▶ [Saved data entries]:

========================

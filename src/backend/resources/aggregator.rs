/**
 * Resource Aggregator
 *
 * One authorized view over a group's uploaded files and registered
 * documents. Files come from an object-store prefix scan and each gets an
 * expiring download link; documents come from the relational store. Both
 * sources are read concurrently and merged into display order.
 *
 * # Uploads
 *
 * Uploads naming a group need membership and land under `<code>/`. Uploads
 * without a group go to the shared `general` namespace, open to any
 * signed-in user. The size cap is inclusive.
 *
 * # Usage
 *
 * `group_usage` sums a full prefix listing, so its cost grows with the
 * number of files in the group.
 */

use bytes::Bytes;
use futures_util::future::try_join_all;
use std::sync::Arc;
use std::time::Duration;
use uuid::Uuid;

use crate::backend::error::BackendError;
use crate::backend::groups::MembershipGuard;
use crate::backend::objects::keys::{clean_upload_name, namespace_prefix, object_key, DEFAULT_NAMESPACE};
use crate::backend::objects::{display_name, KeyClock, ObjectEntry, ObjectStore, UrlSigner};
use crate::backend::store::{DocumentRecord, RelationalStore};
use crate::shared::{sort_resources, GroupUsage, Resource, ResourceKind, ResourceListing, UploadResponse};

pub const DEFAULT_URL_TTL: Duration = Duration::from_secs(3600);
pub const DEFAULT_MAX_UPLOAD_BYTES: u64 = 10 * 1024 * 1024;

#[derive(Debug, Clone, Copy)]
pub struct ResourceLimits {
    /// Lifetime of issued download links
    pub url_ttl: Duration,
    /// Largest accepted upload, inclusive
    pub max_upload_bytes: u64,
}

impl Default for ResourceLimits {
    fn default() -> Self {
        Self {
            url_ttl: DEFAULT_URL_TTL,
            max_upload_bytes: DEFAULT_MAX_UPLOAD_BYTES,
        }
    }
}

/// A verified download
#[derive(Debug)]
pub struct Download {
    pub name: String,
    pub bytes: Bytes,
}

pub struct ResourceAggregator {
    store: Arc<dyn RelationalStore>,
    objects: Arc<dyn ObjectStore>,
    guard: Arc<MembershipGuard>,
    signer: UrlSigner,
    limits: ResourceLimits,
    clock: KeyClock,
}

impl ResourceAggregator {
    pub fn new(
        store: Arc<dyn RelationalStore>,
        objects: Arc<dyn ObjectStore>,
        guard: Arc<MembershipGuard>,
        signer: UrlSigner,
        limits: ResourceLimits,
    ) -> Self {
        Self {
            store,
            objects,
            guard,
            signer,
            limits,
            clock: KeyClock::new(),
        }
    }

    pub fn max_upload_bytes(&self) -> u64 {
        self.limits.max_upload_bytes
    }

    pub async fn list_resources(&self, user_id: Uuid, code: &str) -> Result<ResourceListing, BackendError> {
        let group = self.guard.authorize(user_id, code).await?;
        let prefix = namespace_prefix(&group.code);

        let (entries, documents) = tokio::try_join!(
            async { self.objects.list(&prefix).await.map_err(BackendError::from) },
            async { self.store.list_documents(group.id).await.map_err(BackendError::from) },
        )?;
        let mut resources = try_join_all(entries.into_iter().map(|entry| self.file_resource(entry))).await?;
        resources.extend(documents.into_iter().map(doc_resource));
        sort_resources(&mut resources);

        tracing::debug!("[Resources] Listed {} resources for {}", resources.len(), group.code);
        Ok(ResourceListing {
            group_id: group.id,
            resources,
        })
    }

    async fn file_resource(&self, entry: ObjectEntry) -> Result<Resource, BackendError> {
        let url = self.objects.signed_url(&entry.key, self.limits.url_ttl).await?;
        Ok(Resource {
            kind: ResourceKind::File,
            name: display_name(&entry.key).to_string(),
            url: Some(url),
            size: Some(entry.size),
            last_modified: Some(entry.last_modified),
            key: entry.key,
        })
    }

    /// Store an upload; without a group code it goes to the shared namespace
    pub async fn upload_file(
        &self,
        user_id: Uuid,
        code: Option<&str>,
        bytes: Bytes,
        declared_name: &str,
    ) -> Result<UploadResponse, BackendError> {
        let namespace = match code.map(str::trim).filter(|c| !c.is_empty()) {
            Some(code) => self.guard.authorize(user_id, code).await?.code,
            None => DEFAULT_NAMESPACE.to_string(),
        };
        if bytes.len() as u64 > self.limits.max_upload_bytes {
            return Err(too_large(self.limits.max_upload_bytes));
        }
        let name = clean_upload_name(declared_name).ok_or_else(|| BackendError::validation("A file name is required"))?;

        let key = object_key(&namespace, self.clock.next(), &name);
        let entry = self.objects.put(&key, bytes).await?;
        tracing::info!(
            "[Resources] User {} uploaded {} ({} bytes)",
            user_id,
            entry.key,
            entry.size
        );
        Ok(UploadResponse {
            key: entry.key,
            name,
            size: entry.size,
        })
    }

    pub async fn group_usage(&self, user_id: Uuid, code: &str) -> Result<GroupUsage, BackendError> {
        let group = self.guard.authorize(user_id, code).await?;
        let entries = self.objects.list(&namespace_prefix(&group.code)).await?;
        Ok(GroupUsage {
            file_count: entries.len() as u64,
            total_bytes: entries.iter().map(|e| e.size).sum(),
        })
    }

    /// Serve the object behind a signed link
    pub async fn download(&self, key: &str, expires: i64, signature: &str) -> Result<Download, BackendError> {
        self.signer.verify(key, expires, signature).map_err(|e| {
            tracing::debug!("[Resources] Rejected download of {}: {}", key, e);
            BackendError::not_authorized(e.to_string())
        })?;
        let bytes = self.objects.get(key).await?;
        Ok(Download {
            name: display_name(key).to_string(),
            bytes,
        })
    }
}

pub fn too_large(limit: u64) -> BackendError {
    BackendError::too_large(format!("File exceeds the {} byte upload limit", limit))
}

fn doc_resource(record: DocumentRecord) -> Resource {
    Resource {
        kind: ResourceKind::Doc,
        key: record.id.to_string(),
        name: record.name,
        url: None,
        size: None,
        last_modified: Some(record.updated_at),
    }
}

========================

▶ [Work required]: Take the entries above and copy out all lines with the string "crate".

▶ [Reply to the task]:
use crate::backend::error::BackendError;
use crate::backend::groups::MembershipGuard;
use crate::backend::objects::keys::{clean_upload_name, namespace_prefix, object_key, DEFAULT_NAMESPACE};
use crate::backend::objects::{display_name, KeyClock, ObjectEntry, ObjectStore, UrlSigner};
use crate::backend::store::{DocumentRecord, RelationalStore};
use crate::shared::{sort_resources, GroupUsage, Resource, ResourceKind, ResourceListing, UploadResponse};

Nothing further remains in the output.